(EXERCISE INPUT begins)
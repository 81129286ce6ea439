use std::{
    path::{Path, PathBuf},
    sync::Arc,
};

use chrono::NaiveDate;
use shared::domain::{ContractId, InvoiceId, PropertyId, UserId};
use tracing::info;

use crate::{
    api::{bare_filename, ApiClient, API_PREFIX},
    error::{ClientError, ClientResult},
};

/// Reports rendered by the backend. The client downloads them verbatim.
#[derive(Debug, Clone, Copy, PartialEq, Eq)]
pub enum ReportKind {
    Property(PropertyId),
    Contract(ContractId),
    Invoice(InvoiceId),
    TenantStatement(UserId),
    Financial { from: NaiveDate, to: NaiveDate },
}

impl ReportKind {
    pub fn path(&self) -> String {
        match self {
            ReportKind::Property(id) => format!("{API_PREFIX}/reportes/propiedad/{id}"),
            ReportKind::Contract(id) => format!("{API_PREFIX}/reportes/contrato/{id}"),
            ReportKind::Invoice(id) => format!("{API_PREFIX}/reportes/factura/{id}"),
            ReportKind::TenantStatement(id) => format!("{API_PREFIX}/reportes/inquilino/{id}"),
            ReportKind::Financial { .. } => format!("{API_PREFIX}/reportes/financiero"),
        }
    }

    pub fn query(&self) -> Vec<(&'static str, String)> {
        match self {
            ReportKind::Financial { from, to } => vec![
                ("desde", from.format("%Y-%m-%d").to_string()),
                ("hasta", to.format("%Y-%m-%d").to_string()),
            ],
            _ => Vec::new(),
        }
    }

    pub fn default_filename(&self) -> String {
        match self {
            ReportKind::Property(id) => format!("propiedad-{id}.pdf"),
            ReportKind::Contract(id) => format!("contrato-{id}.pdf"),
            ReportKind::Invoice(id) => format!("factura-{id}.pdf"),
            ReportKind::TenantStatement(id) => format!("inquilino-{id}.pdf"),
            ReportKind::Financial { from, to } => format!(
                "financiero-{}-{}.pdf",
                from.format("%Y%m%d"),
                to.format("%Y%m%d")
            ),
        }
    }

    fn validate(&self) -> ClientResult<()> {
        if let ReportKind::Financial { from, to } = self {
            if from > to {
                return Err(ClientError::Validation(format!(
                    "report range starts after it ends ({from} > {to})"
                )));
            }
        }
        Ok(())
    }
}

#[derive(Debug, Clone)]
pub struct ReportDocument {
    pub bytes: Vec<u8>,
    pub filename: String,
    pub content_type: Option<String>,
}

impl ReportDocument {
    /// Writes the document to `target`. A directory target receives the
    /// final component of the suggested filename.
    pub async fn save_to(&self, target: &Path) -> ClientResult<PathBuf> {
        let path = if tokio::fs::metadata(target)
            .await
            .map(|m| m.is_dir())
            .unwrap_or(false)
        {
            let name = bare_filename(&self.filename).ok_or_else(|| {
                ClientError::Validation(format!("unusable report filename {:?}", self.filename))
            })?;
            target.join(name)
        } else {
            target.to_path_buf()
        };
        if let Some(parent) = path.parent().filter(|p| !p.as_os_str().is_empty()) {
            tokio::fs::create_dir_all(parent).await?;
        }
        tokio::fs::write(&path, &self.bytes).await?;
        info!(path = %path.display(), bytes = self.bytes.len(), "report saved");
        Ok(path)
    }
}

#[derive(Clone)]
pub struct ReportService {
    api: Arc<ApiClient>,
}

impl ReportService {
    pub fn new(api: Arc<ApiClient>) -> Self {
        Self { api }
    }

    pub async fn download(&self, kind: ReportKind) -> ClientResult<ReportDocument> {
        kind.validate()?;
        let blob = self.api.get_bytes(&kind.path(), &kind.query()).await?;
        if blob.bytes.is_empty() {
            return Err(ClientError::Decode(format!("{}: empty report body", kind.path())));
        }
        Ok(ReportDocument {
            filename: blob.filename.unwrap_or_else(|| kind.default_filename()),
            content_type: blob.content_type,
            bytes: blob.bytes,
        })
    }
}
(EXERCISE INPUT ends)
THE TASK
Repeat the records above exactly, leaving none out.

OUTPUT FOR THIS EXERCISE
repository 81129286ce6ea439
use std::{
    path::{Path, PathBuf},
    sync::Arc,
};

use chrono::NaiveDate;
use shared::domain::{ContractId, InvoiceId, PropertyId, UserId};
use tracing::info;

use crate::{
    api::{bare_filename, ApiClient, API_PREFIX},
    error::{ClientError, ClientResult},
};

/// Reports rendered by the backend. The client downloads them verbatim.
#[derive(Debug, Clone, Copy, PartialEq, Eq)]
pub enum ReportKind {
    Property(PropertyId),
    Contract(ContractId),
    Invoice(InvoiceId),
    TenantStatement(UserId),
    Financial { from: NaiveDate, to: NaiveDate },
}

impl ReportKind {
    pub fn path(&self) -> String {
        match self {
            ReportKind::Property(id) => format!("{API_PREFIX}/reportes/propiedad/{id}"),
            ReportKind::Contract(id) => format!("{API_PREFIX}/reportes/contrato/{id}"),
            ReportKind::Invoice(id) => format!("{API_PREFIX}/reportes/factura/{id}"),
            ReportKind::TenantStatement(id) => format!("{API_PREFIX}/reportes/inquilino/{id}"),
            ReportKind::Financial { .. } => format!("{API_PREFIX}/reportes/financiero"),
        }
    }

    pub fn query(&self) -> Vec<(&'static str, String)> {
        match self {
            ReportKind::Financial { from, to } => vec![
                ("desde", from.format("%Y-%m-%d").to_string()),
                ("hasta", to.format("%Y-%m-%d").to_string()),
            ],
            _ => Vec::new(),
        }
    }

    pub fn default_filename(&self) -> String {
        match self {
            ReportKind::Property(id) => format!("propiedad-{id}.pdf"),
            ReportKind::Contract(id) => format!("contrato-{id}.pdf"),
            ReportKind::Invoice(id) => format!("factura-{id}.pdf"),
            ReportKind::TenantStatement(id) => format!("inquilino-{id}.pdf"),
            ReportKind::Financial { from, to } => format!(
                "financiero-{}-{}.pdf",
                from.format("%Y%m%d"),
                to.format("%Y%m%d")
            ),
        }
    }

    fn validate(&self) -> ClientResult<()> {
        if let ReportKind::Financial { from, to } = self {
            if from > to {
                return Err(ClientError::Validation(format!(
                    "report range starts after it ends ({from} > {to})"
                )));
            }
        }
        Ok(())
    }
}

#[derive(Debug, Clone)]
pub struct ReportDocument {
    pub bytes: Vec<u8>,
    pub filename: String,
    pub content_type: Option<String>,
}

impl ReportDocument {
    /// Writes the document to `target`. A directory target receives the
    /// final component of the suggested filename.
    pub async fn save_to(&self, target: &Path) -> ClientResult<PathBuf> {
        let path = if tokio::fs::metadata(target)
            .await
            .map(|m| m.is_dir())
            .unwrap_or(false)
        {
            let name = bare_filename(&self.filename).ok_or_else(|| {
                ClientError::Validation(format!("unusable report filename {:?}", self.filename))
            })?;
            target.join(name)
        } else {
            target.to_path_buf()
        };
        if let Some(parent) = path.parent().filter(|p| !p.as_os_str().is_empty()) {
            tokio::fs::create_dir_all(parent).await?;
        }
        tokio::fs::write(&path, &self.bytes).await?;
        info!(path = %path.display(), bytes = self.bytes.len(), "report saved");
        Ok(path)
    }
}

#[derive(Clone)]
pub struct ReportService {
    api: Arc<ApiClient>,
}

impl ReportService {
    pub fn new(api: Arc<ApiClient>) -> Self {
        Self { api }
    }

    pub async fn download(&self, kind: ReportKind) -> ClientResult<ReportDocument> {
        kind.validate()?;
        let blob = self.api.get_bytes(&kind.path(), &kind.query()).await?;
        if blob.bytes.is_empty() {
            return Err(ClientError::Decode(format!("{}: empty report body", kind.path())));
        }
        Ok(ReportDocument {
            filename: blob.filename.unwrap_or_else(|| kind.default_filename()),
            content_type: blob.content_type,
            bytes: blob.bytes,
        })
    }
}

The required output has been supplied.